According to Corazon, Primo was forcing his penis into Crysthels vagina. Physical
examination of the victim yielded negative results. No evident sign of extra-genital physical
injury was noted by the medico-legal officer on Crysthels body as her hymen was intact and
its orifice was only 0.5 cm in diameter . On May 27, 1997, Primo Campuhan was found guilty
of statutory rape.

ISSUE:
WON Campuhan is guilty of consummated statutory rape?
HELD:
No. Campuhan is found guilty of attempted rape.

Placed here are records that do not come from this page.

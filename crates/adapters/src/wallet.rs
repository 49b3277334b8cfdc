// SPDX-License-Identifier: BUSL-1.1
// Copyright (c) 2026 Alfred Jean LLC

//! Host wallet reached over JSON-RPC
//!
//! Wallet bridges (and dev nodes with unlocked accounts) answer the same
//! account methods a browser wallet exposes: `eth_requestAccounts` may prompt,
//! `eth_accounts` never does.

use crate::rpc::{JsonRpcClient, RpcError};
use async_trait::async_trait;
use munch_core::{Address, Config, WalletError, WalletProvider};
use serde_json::json;

/// Wallet provider backed by a JSON-RPC endpoint
#[derive(Debug, Clone)]
pub struct RpcWallet {
    rpc: JsonRpcClient,
}

impl RpcWallet {
    pub fn new(config: &Config) -> Result<Self, WalletError> {
        let rpc = JsonRpcClient::new(config.wallet_url()).map_err(wallet_error)?;
        Ok(Self { rpc })
    }

    async fn accounts(&self, method: &str) -> Result<Vec<Address>, RpcError> {
        let raw: Vec<String> = self.rpc.call(method, json!([])).await?;
        raw.iter()
            .map(|s| {
                s.parse()
                    .map_err(|e| RpcError::Malformed(format!("account {}: {}", s, e)))
            })
            .collect()
    }
}

pub(crate) fn wallet_error(e: RpcError) -> WalletError {
    if e.is_user_rejection() {
        WalletError::UserRejected
    } else if e.is_unreachable() {
        WalletError::Unavailable(e.to_string())
    } else {
        WalletError::Provider(e.to_string())
    }
}

#[async_trait]
impl WalletProvider for RpcWallet {
    async fn request_accounts(&self) -> Result<Vec<Address>, WalletError> {
        match self.accounts("eth_requestAccounts").await {
            // Nodes without a permission layer expose their accounts directly
            Err(e) if e.is_method_not_found() => {
                self.accounts("eth_accounts").await.map_err(wallet_error)
            }
            result => result.map_err(wallet_error),
        }
    }

    async fn authorized_accounts(&self) -> Result<Vec<Address>, WalletError> {
        self.accounts("eth_accounts").await.map_err(wallet_error)
    }
}
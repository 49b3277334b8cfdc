// SPDX-License-Identifier: BUSL-1.1
// Copyright (c) 2026 Alfred Jean LLC

//! Account addresses and transaction hashes
//!
//! Both are fixed-width byte strings rendered as `0x`-prefixed lowercase hex.
//! Parsing accepts either case and an optional `0x` prefix.

use serde::{Deserialize, Deserializer, Serialize, Serializer};
use std::fmt;
use std::str::FromStr;
use thiserror::Error;

/// Errors from parsing hex identifiers
#[derive(Debug, Clone, PartialEq, Eq, Error)]
pub enum ParseHexError {
    #[error("expected {expected} hex digits, got {actual}")]
    Length { expected: usize, actual: usize },
    #[error("invalid hex: {0}")]
    Digits(String),
}

fn parse_fixed<const N: usize>(s: &str) -> Result<[u8; N], ParseHexError> {
    let digits = s
        .strip_prefix("0x")
        .or_else(|| s.strip_prefix("0X"))
        .unwrap_or(s);
    if digits.len() != N * 2 {
        return Err(ParseHexError::Length {
            expected: N * 2,
            actual: digits.len(),
        });
    }
    let mut out = [0u8; N];
    hex::decode_to_slice(digits, &mut out).map_err(|e| ParseHexError::Digits(e.to_string()))?;
    Ok(out)
}

/// A 20-byte account address
#[derive(Clone, Copy, PartialEq, Eq, Hash, PartialOrd, Ord, Default)]
pub struct Address(pub [u8; 20]);

impl Address {
    pub const fn new(bytes: [u8; 20]) -> Self {
        Self(bytes)
    }

    /// Build an address from the low 20 bytes of a 32-byte ABI word
    pub fn from_word(word: &[u8; 32]) -> Self {
        let mut bytes = [0u8; 20];
        bytes.copy_from_slice(&word[12..]);
        Self(bytes)
    }

    /// Left-pad the address into a 32-byte ABI word
    pub fn to_word(&self) -> [u8; 32] {
        let mut word = [0u8; 32];
        word[12..].copy_from_slice(&self.0);
        word
    }

    pub fn as_bytes(&self) -> &[u8; 20] {
        &self.0
    }
}

impl FromStr for Address {
    type Err = ParseHexError;

    fn from_str(s: &str) -> Result<Self, Self::Err> {
        parse_fixed::<20>(s.trim()).map(Self)
    }
}

impl fmt::Display for Address {
    fn fmt(&self, f: &mut fmt::Formatter<'_>) -> fmt::Result {
        write!(f, "0x{}", hex::encode(self.0))
    }
}

impl fmt::Debug for Address {
    fn fmt(&self, f: &mut fmt::Formatter<'_>) -> fmt::Result {
        write!(f, "Address({})", self)
    }
}

/// A 32-byte transaction hash
#[derive(Clone, Copy, PartialEq, Eq, Hash, Default)]
pub struct TxHash(pub [u8; 32]);

impl TxHash {
    pub const fn new(bytes: [u8; 32]) -> Self {
        Self(bytes)
    }
}

impl FromStr for TxHash {
    type Err = ParseHexError;

    fn from_str(s: &str) -> Result<Self, Self::Err> {
        parse_fixed::<32>(s.trim()).map(Self)
    }
}

impl fmt::Display for TxHash {
    fn fmt(&self, f: &mut fmt::Formatter<'_>) -> fmt::Result {
        write!(f, "0x{}", hex::encode(self.0))
    }
}

impl fmt::Debug for TxHash {
    fn fmt(&self, f: &mut fmt::Formatter<'_>) -> fmt::Result {
        write!(f, "TxHash({})", self)
    }
}

macro_rules! hex_serde {
    ($ty:ty) => {
        impl Serialize for $ty {
            fn serialize<S: Serializer>(&self, serializer: S) -> Result<S::Ok, S::Error> {
                serializer.collect_str(self)
            }
        }

        impl<'de> Deserialize<'de> for $ty {
            fn deserialize<D: Deserializer<'de>>(deserializer: D) -> Result<Self, D::Error> {
                let s = String::deserialize(deserializer)?;
                s.parse().map_err(serde::de::Error::custom)
            }
        }
    };
}

hex_serde!(Address);
hex_serde!(TxHash);

#[cfg(test)]
#[path = "address_tests.rs"]
mod tests;
//! Configuration resolution specs

use crate::prelude::*;

#[test]
fn defaults_without_config_file() {
    let temp = Project::empty();

    temp.munch()
        .args(&["config"])
        .passes()
        .stdout_has("rpc_url = \"http://127.0.0.1:8545\"")
        .stdout_has("contract_address = \"0x58e4b3830e0fddeb90ed22b6cbea55c49cecfd6b\"")
        .stdout_has("gas_limit = 300000")
        .stdout_has("poll_interval = \"4s\"");
}

#[test]
fn local_config_file_is_picked_up() {
    let temp = Project::empty();
    temp.file("munch.toml", "rpc_url = \"http://node.test:8545\"\n");

    temp.munch()
        .args(&["config"])
        .passes()
        .stdout_has("rpc_url = \"http://node.test:8545\"");
}

#[test]
fn explicit_config_path_wins() {
    let temp = Project::empty();
    temp.file("munch.toml", "rpc_url = \"http://local.test\"\n");
    temp.file("other.toml", "rpc_url = \"http://other.test\"\n");

    temp.munch()
        .args(&["--config", "other.toml", "config"])
        .passes()
        .stdout_has("http://other.test")
        .stdout_lacks("http://local.test");
}

#[test]
fn environment_overrides_file() {
    let temp = Project::empty();
    temp.file("munch.toml", "rpc_url = \"http://file.test\"\n");

    temp.munch()
        .env("MUNCH_RPC_URL", "http://env.test")
        .args(&["config"])
        .passes()
        .stdout_has("rpc_url = \"http://env.test\"");
}

#[test]
fn malformed_config_fails() {
    let temp = Project::empty();
    temp.file("munch.toml", "rpc_url = [\n");

    temp.munch()
        .args(&["config"])
        .fails()
        .stderr_has("failed to load config");
}

#[test]
fn invalid_contract_override_fails() {
    let temp = Project::empty();

    temp.munch()
        .env("MUNCH_CONTRACT", "0x1234")
        .args(&["config"])
        .fails()
        .stderr_has("contract_address");
}
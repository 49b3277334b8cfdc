// SPDX-License-Identifier: BUSL-1.1
// Copyright (c) 2026 Alfred Jean LLC

// Allow panic!/unwrap/expect in test code
#![cfg_attr(test, allow(clippy::panic))]
#![cfg_attr(test, allow(clippy::unwrap_used))]
#![cfg_attr(test, allow(clippy::expect_used))]

//! munch-core: data model and state machines for the meal ledger client
//!
//! This crate provides:
//! - The ledger data model (entries, addresses, transaction hashes)
//! - The entry store that merges bulk and live reads without duplicates
//! - The wallet session state machine
//! - Adapter traits for the ledger contract and the host wallet
//! - Configuration

pub mod address;
pub mod adapters;
pub mod config;
pub mod entry;
pub mod id;
pub mod store;
pub mod submission;
pub mod subscription;
pub mod wallet;

// Re-exports
pub use address::{Address, ParseHexError, TxHash};
pub use adapters::{ChainClient, ChainError, Confirmation, PendingHandle, WalletError, WalletProvider};
pub use config::{Config, ConfigError};
pub use entry::Entry;
pub use id::{IdGen, SequentialIdGen, UuidIdGen};
pub use store::{EntryStore, MergeOutcome, StoreError};
pub use submission::{
    PendingSubmission, SubmissionId, SubmissionOutcome, SubmissionPhase, SubmissionStatus,
};
pub use subscription::{EntrySink, LiveFeed, SubscriptionHandle, SubscriptionId};
pub use wallet::{ConnectionState, WalletSession};
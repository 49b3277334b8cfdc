// SPDX-License-Identifier: BUSL-1.1
// Copyright (c) 2026 Alfred Jean LLC

//! Output formatting for CLI commands

use munch_core::Entry;
use serde::Serialize;
use std::fmt;

#[derive(Debug, Clone, Copy, PartialEq, Eq)]
pub enum OutputFormat {
    Text,
    Json,
}

impl OutputFormat {
    pub fn from_json_flag(json: bool) -> Self {
        if json {
            OutputFormat::Json
        } else {
            OutputFormat::Text
        }
    }
}

/// One meal as shown to the user
#[derive(Debug, Serialize)]
pub struct MealCard {
    address: String,
    time: Option<String>,
    submitted_at: u64,
    what: String,
    #[serde(rename = "where")]
    place: String,
    why: String,
}

impl From<&Entry> for MealCard {
    fn from(entry: &Entry) -> Self {
        Self {
            address: entry.submitter.to_string(),
            time: entry.submitted_at_utc().map(|t| t.to_rfc3339()),
            submitted_at: entry.submitted_at,
            what: entry.what.clone(),
            place: entry.place.clone(),
            why: entry.why.clone(),
        }
    }
}

impl fmt::Display for MealCard {
    fn fmt(&self, f: &mut fmt::Formatter<'_>) -> fmt::Result {
        writeln!(f, "Address: {}", self.address)?;
        match &self.time {
            Some(time) => writeln!(f, "Time:    {}", time)?,
            None => writeln!(f, "Time:    {} (unix)", self.submitted_at)?,
        }
        writeln!(f, "What:    {}", self.what)?;
        writeln!(f, "Where:   {}", self.place)?;
        write!(f, "Why:     {}", self.why)
    }
}

/// Print a single item
pub fn print<T: Serialize + fmt::Display>(value: &T, format: OutputFormat) {
    match format {
        OutputFormat::Text => println!("{}\n", value),
        OutputFormat::Json => {
            if let Ok(json) = serde_json::to_string(value) {
                println!("{}", json);
            }
        }
    }
}

/// Print a list of items
pub fn print_list<T: Serialize + fmt::Display>(items: &[T], format: OutputFormat) {
    match format {
        OutputFormat::Text => {
            if items.is_empty() {
                println!("No meals yet");
            }
            for item in items {
                println!("{}\n", item);
            }
        }
        OutputFormat::Json => {
            if let Ok(json) = serde_json::to_string_pretty(items) {
                println!("{}", json);
            }
        }
    }
}

pub fn cards(entries: &[Entry]) -> Vec<MealCard> {
    entries.iter().map(MealCard::from).collect()
}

In Orita, the court held that rape was consummated from the moment the offender had
carnal knowledge of the victim since by it he attained his objective. All the elements of the
offense were already present and nothing more was left for the offender to do, having
performed all the acts necessary to produce the crime and accomplish it. The court ruled
then that perfect penetration was not essential, any penetration of the female organ by the
male organ, however slight, was sufficient. Even without rupture of the hymen or laceration
of the vagina, was sufficient to warrant conviction of consummated rape. However, the
prosecution utterly failed to discharge its onus in proving that Primos penis was able to
penetrate Crysthels vagina.
Under Art 6, in relation to Art. 335, of the RPC, the rape is attempted when the offender
commences of rape directly by overt acts, and does performs all the acts of execution which
should produce the crime rape by reason of some cause or accident other than his own
spontaneous desistance. All the elements of attempted rape and only attempted rape are
present in the instant case, hence, the accused should be punished only for it.